The graphics and objects reflected the many images - some lurid, some diabolically savage, and others strikingly beautiful - that the mysterious East has provided for the imaginations of advertising artists and commercial and packagers, all to hawk the wares of popular culture.

But they are all manifestations of the Orientalist image of the "mysterious East" that runs through American popular culture, notes Jonathan Friedlander, assistant director of the Center for Near Eastern Studies, with the distortions and negative stereotyping that continue to manifest their dangerous ramifications in American political posture today.

"What is the appeal of this iconography in the United States? The answer is complex," Friedlander told Al Jadid. "Back in the 1920s, the mysterious Middle East represented freedom from the rigid morality of the preceding era, and so it was a popular icon on sheet music for fox trots and waltzes.” Sheet music was a popular medium at the time. Americans bought new songs up with the same enthusiasm that today's music fans snap up CDs.

Even scripture has been made a part of the exoticization and lure of the Middle East. "From the early days of the industry, American film makers have exploited Bible stories and their appeal to a God-fearing public." Many fans of the silver screen's version of the region came from films such as "Ben Hur" and "The Robe," but even before that, Americans' perceptions of the Middle East were being shaped by silent era film star Rudolph Valentino as "The Sheik."

"The Middle East has been a gold mine for industries and businesses that used the iconography to promote their services and products," Friedlander said, "including liquor, coffee, tobacco, all popular vices in early 20th century America."

Cigarette packaging and advertising is prominent in the collection. "One of the first entrepreneurs were the tobacco companies," according to Friedlander. "From the turn of the century and onward there were numerous brands: Camel, Egyptian Deities, Fatima, Fez, Omar, Pyramid, Salome, and Murad. Middle Eastern iconography was widely and successfully employed to sell tobacco." The theme may have drawn on an allusion to Turkish tobacco, "but the tobacco was all grown in America."

Friedlander began to collect this paraphernalia as a young man when he noted the images used to advertise coffee and tobacco. “And one thing led to another, and it began to open my horizons," he said.

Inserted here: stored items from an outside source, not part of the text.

use chrono::Utc;
use k8s_openapi::apimachinery::pkg::apis::meta::v1::{Condition, Time};

pub const CONDITION_AVAILABLE: &str = "Available";
pub const CONDITION_PROGRESSING: &str = "Progressing";
pub const CONDITION_DEGRADED: &str = "Degraded";

fn status_string(status: bool) -> String {
    if status { "True" } else { "False" }.to_string()
}

/// Builds a condition stamped with the current time.
pub fn new_condition(
    condition_type: &str,
    status: bool,
    reason: &str,
    message: impl Into<String>,
    observed_generation: Option<i64>,
) -> Condition {
    Condition {
        type_: condition_type.to_string(),
        status: status_string(status),
        reason: reason.to_string(),
        message: message.into(),
        last_transition_time: Time(Utc::now()),
        observed_generation,
    }
}

/// Sets the corresponding condition in conditions to new_condition and returns
/// a tuple containing the new conditions vector and whether it was changed.
///
/// 1. If the condition of the specified type already exists, all fields of the existing condition
///    are updated to new_condition. LastTransitionTime is only touched when the status flips
/// 2. If a condition of the specified type does not exist, new_condition is appended as is
pub fn set_status_condition(conditions: &[Condition], new_condition: Condition) -> (Vec<Condition>, bool) {
    let mut new_conditions = Vec::from(conditions);
    let mut changed = false;

    if let Some(existing) = new_conditions.iter_mut().find(|c| c.type_ == new_condition.type_) {
        if existing.status != new_condition.status {
            existing.status = new_condition.status;
            existing.last_transition_time = new_condition.last_transition_time;
            changed = true;
        }

        if existing.reason != new_condition.reason {
            existing.reason = new_condition.reason;
            changed = true;
        }

        if existing.message != new_condition.message {
            existing.message = new_condition.message;
            changed = true;
        }

        if existing.observed_generation != new_condition.observed_generation {
            existing.observed_generation = new_condition.observed_generation;
            changed = true;
        }
    } else {
        new_conditions.push(new_condition);
        changed = true;
    }

    (new_conditions, changed)
}

/// Finds the condition_type in conditions.
pub fn find_status_condition<'a>(conditions: &'a [Condition], condition_type: &str) -> Option<&'a Condition> {
    conditions
        .iter()
        .find(|condition| condition.type_ == condition_type)
}

/// Returns true when the condition_type is present and set to `True`
pub fn is_status_condition_true(conditions: &[Condition], condition_type: &str) -> bool {
    find_status_condition(conditions, condition_type).is_some_and(|condition| condition.status == "True")
}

Since then, Friedlander became an inveterate shopper, ever on the lookout for the exotic images he is bent on analyzing. "I've collected books and artifacts and fetishes and videos and everything I could find, in antique shops, especially where I started in Stillwater, Minnesota, and in places like Bakersfield, California." But closer to home, for instance, in a near-by drugstore, he found paperback books like "Sheikh's Castaway," and "The Sheikh's Marriage Bed."

Friedlander admits he himself was quite seduced by the images over the years. He is fascinated by how Islam and the Middle East are portrayed in popular culture. "It permeates almost every aspect of American life. You can find it everywhere. And when you start collecting it you see how voluminous and powerful it has become."

"American Orientalism is undoubtedly our own creation and as such it deserves critical study leading to self reflection," Friedlander said. With the co-option of the images of the East into so many areas of the popular culture, the impact has never been more chilling. "While academia has debunked Orientalism it is still a profoundly influential force, affecting consumer culture and American foreign policy alike."

Published by permission of Al Jadid.